Activity:
Exactness is required. Restate every entry as written.

Collected data entries
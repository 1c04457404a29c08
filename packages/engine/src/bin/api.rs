//! HTTP API composition root.

use std::sync::Arc;
use std::time::Duration;

use chat_client::ChatClient;
use sqlx::postgres::PgPoolOptions;

use engine_core::config::Config;
use engine_core::kernel::agents::PostgresAgentStore;
use engine_core::kernel::credentials::CredentialStore;
use engine_core::kernel::discovery::{DiscoveryService, HttpDiscoveryService};
use engine_core::kernel::object_store::{HttpObjectStore, ObjectStore};
use engine_core::kernel::queue::{PostgresQueueStore, QueueStore};
use engine_core::kernel::rate_limiter::RateLimiter;
use engine_core::kernel::sandbox::{HttpSandboxProvider, SandboxProvider};
use engine_core::kernel::EngineKernel;
use engine_core::server::build_app;

#[tokio::main]
async fn main() -> anyhow::Result<()> {
    dotenvy::dotenv().ok();
    tracing_subscriber::fmt()
        .with_env_filter(tracing_subscriber::EnvFilter::from_default_env())
        .init();

    let config = Config::from_env()?;
    let db = PgPoolOptions::new()
        .max_connections(10)
        .acquire_timeout(Duration::from_secs(10))
        .connect(&config.database_url)
        .await?;

    sqlx::migrate!("./migrations").run(&db).await?;

    let kernel = build_kernel(db, config).await?;
    let app = build_app(kernel.clone());

    let listener = tokio::net::TcpListener::bind(("0.0.0.0", kernel.config.port)).await?;
    tracing::info!(port = kernel.config.port, "api listening");

    axum::serve(listener, app)
        .with_graceful_shutdown(shutdown_signal())
        .await?;

    Ok(())
}

async fn build_kernel(db: sqlx::PgPool, config: Config) -> anyhow::Result<Arc<EngineKernel>> {
    let chat_client = Arc::new(
        ChatClient::new(config.chat_provider_api_key.clone())
            .with_base_url(config.chat_provider_base_url.clone().unwrap_or_else(|| "https://api.openai.com/v1".to_string())),
    );

    let object_store: Arc<dyn ObjectStore> = Arc::new(HttpObjectStore::new(
        config.object_store_url.clone().unwrap_or_default(),
        config.object_store_admin_token.clone().unwrap_or_default(),
    ));

    let sandbox_provider: Arc<dyn SandboxProvider> = Arc::new(HttpSandboxProvider::new(
        config.sandbox_provider_url.clone().unwrap_or_default(),
        config.sandbox_provider_token.clone().unwrap_or_default(),
    ));

    let discovery: Arc<dyn DiscoveryService> = Arc::new(HttpDiscoveryService::new(
        config.discovery_service_url.clone().unwrap_or_default(),
    ));

    let rate_limiter = RateLimiter::new(config.rate_limiter_store_url.is_some());
    let credentials = CredentialStore::new(
        db.clone(),
        config.deploy_env,
        config.api_key_prefix_live.clone(),
        config.api_key_prefix_test.clone(),
    );
    let queue: Arc<dyn QueueStore> = Arc::new(PostgresQueueStore::new(db.clone()));
    let agents = Arc::new(PostgresAgentStore::new(db.clone()));

    Ok(Arc::new(EngineKernel {
        db,
        config,
        chat_client,
        object_store,
        sandbox_provider,
        discovery,
        rate_limiter,
        queue,
        credentials,
        agents,
    }))
}

async fn shutdown_signal() {
    let ctrl_c = async {
        tokio::signal::ctrl_c().await.expect("failed to install Ctrl+C handler");
    };

    #[cfg(unix)]
    let terminate = async {
        tokio::signal::unix::signal(tokio::signal::unix::SignalKind::terminate())
            .expect("failed to install SIGTERM handler")
            .recv()
            .await;
    };

    #[cfg(not(unix))]
    let terminate = std::future::pending::<()>();

    tokio::select! {
        _ = ctrl_c => {},
        _ = terminate => {},
    }

    tracing::info!("shutdown signal received");
}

Task response:
repository 1c04457404a29c08
filename packages/engine/src/bin/api.rs
//! HTTP API composition root.

use std::sync::Arc;
use std::time::Duration;

use chat_client::ChatClient;
use sqlx::postgres::PgPoolOptions;

use engine_core::config::Config;
use engine_core::kernel::agents::PostgresAgentStore;
use engine_core::kernel::credentials::CredentialStore;
use engine_core::kernel::discovery::{DiscoveryService, HttpDiscoveryService};
use engine_core::kernel::object_store::{HttpObjectStore, ObjectStore};
use engine_core::kernel::queue::{PostgresQueueStore, QueueStore};
use engine_core::kernel::rate_limiter::RateLimiter;
use engine_core::kernel::sandbox::{HttpSandboxProvider, SandboxProvider};
use engine_core::kernel::EngineKernel;
use engine_core::server::build_app;

#[tokio::main]
async fn main() -> anyhow::Result<()> {
    dotenvy::dotenv().ok();
    tracing_subscriber::fmt()
        .with_env_filter(tracing_subscriber::EnvFilter::from_default_env())
        .init();

    let config = Config::from_env()?;
    let db = PgPoolOptions::new()
        .max_connections(10)
        .acquire_timeout(Duration::from_secs(10))
        .connect(&config.database_url)
        .await?;

    sqlx::migrate!("./migrations").run(&db).await?;

    let kernel = build_kernel(db, config).await?;
    let app = build_app(kernel.clone());

    let listener = tokio::net::TcpListener::bind(("0.0.0.0", kernel.config.port)).await?;
    tracing::info!(port = kernel.config.port, "api listening");

    axum::serve(listener, app)
        .with_graceful_shutdown(shutdown_signal())
        .await?;

    Ok(())
}

async fn build_kernel(db: sqlx::PgPool, config: Config) -> anyhow::Result<Arc<EngineKernel>> {
    let chat_client = Arc::new(
        ChatClient::new(config.chat_provider_api_key.clone())
            .with_base_url(config.chat_provider_base_url.clone().unwrap_or_else(|| "https://api.openai.com/v1".to_string())),
    );

    let object_store: Arc<dyn ObjectStore> = Arc::new(HttpObjectStore::new(
        config.object_store_url.clone().unwrap_or_default(),
        config.object_store_admin_token.clone().unwrap_or_default(),
    ));

    let sandbox_provider: Arc<dyn SandboxProvider> = Arc::new(HttpSandboxProvider::new(
        config.sandbox_provider_url.clone().unwrap_or_default(),
        config.sandbox_provider_token.clone().unwrap_or_default(),
    ));

    let discovery: Arc<dyn DiscoveryService> = Arc::new(HttpDiscoveryService::new(
        config.discovery_service_url.clone().unwrap_or_default(),
    ));

    let rate_limiter = RateLimiter::new(config.rate_limiter_store_url.is_some());
    let credentials = CredentialStore::new(
        db.clone(),
        config.deploy_env,
        config.api_key_prefix_live.clone(),
        config.api_key_prefix_test.clone(),
    );
    let queue: Arc<dyn QueueStore> = Arc::new(PostgresQueueStore::new(db.clone()));
    let agents = Arc::new(PostgresAgentStore::new(db.clone()));

    Ok(Arc::new(EngineKernel {
        db,
        config,
        chat_client,
        object_store,
        sandbox_provider,
        discovery,
        rate_limiter,
        queue,
        credentials,
        agents,
    }))
}

async fn shutdown_signal() {
    let ctrl_c = async {
        tokio::signal::ctrl_c().await.expect("failed to install Ctrl+C handler");
    };

    #[cfg(unix)]
    let terminate = async {
        tokio::signal::unix::signal(tokio::signal::unix::SignalKind::terminate())
            .expect("failed to install SIGTERM handler")
            .recv()
            .await;
    };

    #[cfg(not(unix))]
    let terminate = std::future::pending::<()>();

    tokio::select! {
        _ = ctrl_c => {},
        _ = terminate => {},
    }

    tracing::info!("shutdown signal received");
}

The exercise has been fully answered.